Although it began in 2005 as Celebrity Love Island, the reality show was cancelled after its 2006 run and by the time it was revived in 2015 it was a very different beast in a very different world. Why? In a word, technology. Instagram launched in 2010, it introduced auto-filters for selfies the following year and in 2013 the word itself was included in the Oxford English Dictionary. By 2014 dating app Tinder was registering a billion “swipes” a day. Cue the social media-obsessed Selfie Generation, cue Love Island, in which photogenic young men and women strip to their bikinis/budgie smugglers and pair off as the Great British Public participates via an app. Sounds a bit like an episode of Black Mirror, doesn’t it?

7 Downton Abbey, 2010

STV didn’t bother to show the first series of Julian Fellowes’s society drama when it aired in late 2010, opting to screen Taggart instead. Big mistake. One volte face by red-faced executives later, it did finally air in Scotland. By then the Crawley family and their luxurious pile was already a firm favourite with audiences who were enjoying seeing Upstairs Downstairs re-tooled for a slightly later era, in this case the years immediately preceding the First World War. Yes, it wallowed in a strange sort of nostalgia for forelock-tugging and old-fashioned patrician rectitude and yes you could argue its appeal anticipated Brexit – but few British costume dramas have proved as popular, durable or (witness the Stateside success of this year’s film spin-off) exportable

8 Stranger Things, 2016 (via the 1980s)

Nothing is more emblematic of the 2010s than the rise and rise of the streaming platform Netflix – and nothing on Netflix has landed with as big a splash or caused as many cultural ripples as the Duffer Brothers’ 1980s-set sci-fi series.

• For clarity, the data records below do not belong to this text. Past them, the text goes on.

use std::io;
use std::path::Path;

use tokio::fs;
use tokio::io::AsyncWriteExt;
use uuid::Uuid;

/// Replaces `path` with `bytes` via a temp file in the same directory, so readers
/// only ever see the old or the new content. The parent directory must exist.
pub(crate) async fn write_atomically(path: &Path, bytes: &[u8]) -> io::Result<()> {
    let parent = path.parent().unwrap_or_else(|| Path::new("."));
    let temp_path = parent.join(format!(".{}.tmp", Uuid::new_v4()));

    let written = async {
        let mut file = fs::OpenOptions::new()
            .create_new(true)
            .write(true)
            .open(&temp_path)
            .await?;
        file.write_all(bytes).await?;
        file.flush().await?;
        drop(file);
        fs::rename(&temp_path, path).await
    }
    .await;

    if written.is_err() {
        let _ = fs::remove_file(&temp_path).await;
    }
    written
}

Talking of emblematic, it established a template for a new kind of TV show in which young writers and directors take influences from (and references to) decades gone by and build something new around them. For Matt and Ross Differ in Stranger Things it was a mish-mash of Gremlins, The Goonies, E.T, Stand By Me, 1980s pop videos and Giorgio Moroder synth soundtracks. Then they cast 1980s icon Winona Ryder in a lead role, found an 11-year-old actress (Millie Bobby Brown) who would agree to a crew cut and set to work. The result was a TV sensation.

9 Line Of Duty, 2012

Jed Mercurio’s police procedural about AC12, an anti-corruption unit in an un-named British city, initially proved something of a slow burn. But it caught fire in seasons two and three with the arrival of Keeley Hawes to spar with regulars Martin Compston, Vicky McClure and Adrian Dunbar, while seasons four and five landed even bigger fish in the shape of Mission Impossible star Thandie Newton and Boardwalk Empire’s Stephen Graham. By the end, the entire nation was on tenterhooks, though don’t expect series six to resolve any of those burning questions. Looking back over seven years of supporting casts is quite an eye-opener too: Lennie James, Mark Bonnar, Neil Morrissey, Gina McKee, Lee Ingleby, Michael Nardone and Paul Higgins have all featured, and who can forget Craig Parkinson’s uber-creepy Matthew ‘Dot’ Cottan, aka The Caddy?

10 The Crown, 2016

Taking its primary lesson from Noughties hit Mad Men – use a story about office relationships to tell a bigger story about an era, a country and a society – Peter Morgan’s The Crown turned the office into a place and used the British royal family as a prism through which to view the history of the second half of the 20th century. It also gave Matt Smith something to do after Doctor Who – he played the Duke Of Edinburgh alongside Claire Foy’s HRH in the first two seasons. For season three that role has now passed to Tobias Menzies while Olivia Colman and Helena Bonham-Carter play Queen Elizabeth and Princess Margaret respectively. There are six seasons planned and the show is currently up to the late 1970s. Exquisitely written, filmed and acted, The Crown is quite literally one of the jewels in the Netflix crown as it heads into the 2020s.